Mahuta acknowledged there had been strong pushback on it, and that was why the new working group would be set up. That group would include local body, rural and iwi representatives.

Mahuta rejected the claim it was an attack on democracy, saying ratepayers needed and deserved good drinking water, infrastructure that could withstand weather events, and beaches without “no swim” notices on them – and delivering that was democracy.

Local Government NZ President Stuart Crosby said it was disappointing that the Government had chosen to make it mandatory for councils, but he was pleased it would reconsider the model by which it would operate. He urged councils to take part in that.

“While the announcement stings for councils who have been good stewards of their infrastructure, ultimately the nationwide affordability challenge in the water space needed to be answered.”

The Green Party has also now called for the reforms to be paused – spokeswoman Eugenie Sage said there had not been enough time for communities to have their say and there would be scepticism about whether the Government’s offer to reconsider the governance model was genuine.
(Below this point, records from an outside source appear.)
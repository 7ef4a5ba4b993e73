// src/progress.rs

use tracing::info;

/// Hooks the collector calls while it works through the detail pages.
pub trait Progress {
    /// Called once with the number of URLs about to be processed.
    fn begin(&mut self, _total: usize) {}

    /// Called after each URL, whether or not it produced a record.
    fn item_done(&mut self, _url: &str, _ok: bool) {}

    /// Called once when the batch is exhausted.
    fn finish(&mut self) {}
}

/// A no-op progress sink.
pub struct NullProgress;
impl Progress for NullProgress {}

/// Logs a running `n/total` line per URL.
#[derive(Debug, Default)]
pub struct LogProgress {
    total: usize,
    done: usize,
    failed: usize,
}

impl Progress for LogProgress {
    fn begin(&mut self, total: usize) {
        self.total = total;
        self.done = 0;
        self.failed = 0;
    }

    fn item_done(&mut self, url: &str, ok: bool) {
        self.done += 1;
        if !ok {
            self.failed += 1;
        }
        info!(%url, ok, "[{}/{}]", self.done, self.total);
    }

    fn finish(&mut self) {
        info!(done = self.done, failed = self.failed, "collection finished");
    }
}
Sage said the working group would only have seven weeks before legislation was put up on the reforms and that was not enough.

“Major reform like this needs to be done in partnership with iwi and local communities. The risk otherwise is a ‘reverse Goldilocks’ situation, where no one is happy with the outcome.”
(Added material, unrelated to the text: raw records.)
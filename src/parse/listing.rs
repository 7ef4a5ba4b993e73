// src/parse/listing.rs

use once_cell::sync::Lazy;
use scraper::{Html, Selector};
use tracing::{debug, trace};
use url::Url;

static LINK_SEL: Lazy<Selector> =
    Lazy::new(|| Selector::parse("a[href]").expect("link selector should parse"));

/// Every link on the listing page that points at a draw detail page.
///
/// Hrefs are resolved against `base` first, so relative links count too.
/// Order follows the document and duplicates are kept.
pub fn parse_listing(html: &str, base: &Url, detail_prefix: &str) -> Vec<String> {
    let doc = Html::parse_document(html);
    let links: Vec<String> = doc
        .select(&LINK_SEL)
        .filter_map(|a| a.value().attr("href"))
        .filter_map(|href| base.join(href.trim()).ok())
        .map(|u| u.to_string())
        .filter(|u| u.starts_with(detail_prefix))
        .inspect(|u| trace!(url = %u, "detail link"))
        .collect();
    debug!(count = links.len(), "detail links on listing page");
    links
}

/// Sort, drop repeats and keep the `limit` greatest URLs (the newest draws).
pub fn select_recent(mut urls: Vec<String>, limit: usize) -> Vec<String> {
    urls.sort();
    urls.dedup();
    let skip = urls.len().saturating_sub(limit);
    urls.split_off(skip)
}

#[cfg(test)]
mod tests {
    use super::*;

    const LISTING: &str = include_str!("../../tests/fixtures/listing.html");
    const PREFIX: &str = "https://kaijiang.500.com/shtml/ssq/";

    fn base() -> Url {
        Url::parse("http://kaijiang.500.com/shtml/ssq/19002.shtml").unwrap()
    }

    #[test]
    fn keeps_only_detail_links() {
        let links = parse_listing(LISTING, &base(), PREFIX);
        assert_eq!(
            links,
            vec![
                "https://kaijiang.500.com/shtml/ssq/19003.shtml",
                "https://kaijiang.500.com/shtml/ssq/19001.shtml",
                "https://kaijiang.500.com/shtml/ssq/19002.shtml",
                "https://kaijiang.500.com/shtml/ssq/19001.shtml",
            ]
        );
    }

    #[test]
    fn relative_links_are_resolved() {
        let html = r#"<a href="/shtml/ssq/18150.shtml">18150</a><a href="19001.shtml">x</a>"#;
        let base = Url::parse("https://kaijiang.500.com/shtml/ssq/19002.shtml").unwrap();
        let links = parse_listing(html, &base, PREFIX);
        assert_eq!(
            links,
            vec![
                "https://kaijiang.500.com/shtml/ssq/18150.shtml",
                "https://kaijiang.500.com/shtml/ssq/19001.shtml",
            ]
        );
    }

    #[test]
    fn select_recent_sorts_and_slices() {
        let urls = ["c", "a", "d", "b", "d"].map(String::from).to_vec();
        assert_eq!(select_recent(urls.clone(), 2), vec!["c", "d"]);
        assert_eq!(select_recent(urls, 10), vec!["a", "b", "c", "d"]);
        assert!(select_recent(Vec::new(), 3).is_empty());
    }
}
// src/config.rs

use anyhow::{Context, Result};
use serde::{Deserialize, Serialize};
use std::{
    env, fs,
    path::{Path, PathBuf},
};
use url::Url;

use crate::decode::EncodingPolicy;

pub const DEFAULT_INDEX_URL: &str = "http://kaijiang.500.com/shtml/ssq/19002.shtml";
pub const DEFAULT_DETAIL_PREFIX: &str = "https://kaijiang.500.com/shtml/ssq/";

/// Everything a download run needs to know.
#[derive(Debug, Clone, PartialEq, Serialize, Deserialize)]
#[serde(default)]
pub struct Config {
    /// Page whose links enumerate the draws.
    pub index_url: String,
    /// Only links starting with this are treated as draw pages.
    pub detail_prefix: String,
    /// Encoding label for the listing page.
    pub listing_encoding: String,
    /// Encoding label for detail pages, or `auto`.
    pub encoding: String,
    pub save_dir: PathBuf,
    pub file_name: String,
    /// How many of the newest draws to fetch.
    pub limit: usize,
}

impl Default for Config {
    fn default() -> Self {
        Self {
            index_url: DEFAULT_INDEX_URL.to_string(),
            detail_prefix: DEFAULT_DETAIL_PREFIX.to_string(),
            listing_encoding: "gbk".to_string(),
            encoding: "gb18030".to_string(),
            save_dir: PathBuf::from("./data/"),
            file_name: "shuangseqiu.json".to_string(),
            limit: 100,
        }
    }
}

impl Config {
    /// Defaults overlaid with a YAML file. Missing keys keep their defaults.
    pub fn from_yaml_file(path: &Path) -> Result<Self> {
        let text = fs::read_to_string(path).with_context(|| format!("reading {:?}", path))?;
        serde_yaml::from_str(&text).with_context(|| format!("parsing {:?}", path))
    }

    /// Apply `SSQ_SAVE_DIR`, `SSQ_ENCODING` and `SSQ_LIMIT` when set.
    pub fn apply_env(&mut self) -> Result<()> {
        self.apply_vars(|key| env::var(key).ok())
    }

    fn apply_vars(&mut self, get: impl Fn(&str) -> Option<String>) -> Result<()> {
        if let Some(dir) = get("SSQ_SAVE_DIR") {
            self.save_dir = PathBuf::from(dir);
        }
        if let Some(enc) = get("SSQ_ENCODING") {
            self.encoding = enc;
        }
        if let Some(limit) = get("SSQ_LIMIT") {
            self.limit = limit
                .trim()
                .parse()
                .with_context(|| format!("SSQ_LIMIT={:?} is not a number", limit))?;
        }
        Ok(())
    }

    /// Reject settings that would only fail later, mid-run.
    pub fn validate(&self) -> Result<()> {
        self.index_url()?;
        self.detail_policy()?;
        self.listing_policy()?;
        if self.limit == 0 {
            anyhow::bail!("limit must be at least 1");
        }
        if self.file_name.trim().is_empty() {
            anyhow::bail!("file_name is empty");
        }
        Ok(())
    }

    pub fn index_url(&self) -> Result<Url> {
        Url::parse(&self.index_url).with_context(|| format!("index_url {:?}", self.index_url))
    }

    pub fn detail_policy(&self) -> Result<EncodingPolicy> {
        EncodingPolicy::from_label(&self.encoding).context("encoding")
    }

    pub fn listing_policy(&self) -> Result<EncodingPolicy> {
        EncodingPolicy::from_label(&self.listing_encoding).context("listing_encoding")
    }

    pub fn output_path(&self) -> PathBuf {
        self.save_dir.join(&self.file_name)
    }
}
Mahuta acknowledged there were genuine concerns but also said some of the criticism of it was based on “mistruths and wrong information”.

“That wasn’t helpful.”

Mahuta would not specify what that was, but there has been some criticism of the place of mana whenua working alongside councils in oversight under the model.

Under the proposal, the water assets of each regional entity would be collectively owned by the councils, while councils and iwi representatives of the regions would jointly be involved in decision making.

Winston Peters said that was part of a “covert objective of race-based co-governance without any mandate from the New Zealand people”.

Mahuta dismissed that, saying it was an opportunity for iwi to be at decision-making table and exercise kaitiakitanga [guardianship] over water.

The decision to go ahead with the reforms was welcomed by Dr Te Maire Tau, co-chair of Te Kura Taka Pini, the Ngāi Tahu freshwater group.

She said as the tangata whenua of Te Waipounamu, Ngāi Tahu felt a responsibility to represent the interests of ratepayers and residents of the area and to make the reforms work for them.

Tau acknowledged that the reforms would mean change for councils and was not universally supported, but said there was general consensus that the status quo was not adequate for the people or the environment.

“Historical underinvestment and an ‘out of sight, out of mind’ approach to crucial infrastructure has led to mass illness, contamination, and literal eruptions of waste in the streets. It has also led to negative impacts on our rivers and streams, particularly in urban areas. These are issues that Ngāi Tahu and councils, and indeed all South Islanders, have a common desire to address.”

Mahuta said the public would have a chance to have their say during the select committee process which would begin after legislation was put before Parliament in December.

Federated Farmers President Andrew Hoggard said the group opposed the changes and was concerned about their impact on rural services.

“This [working] group will have its work cut out to allay a multitude of concerns,” Hoggard said.

“Top of the list for Federated Farmers are issues around governance and accountability. How will the new entities ensure the needs of smaller and rural communities are not crowded out when setting investment priorities and plans?”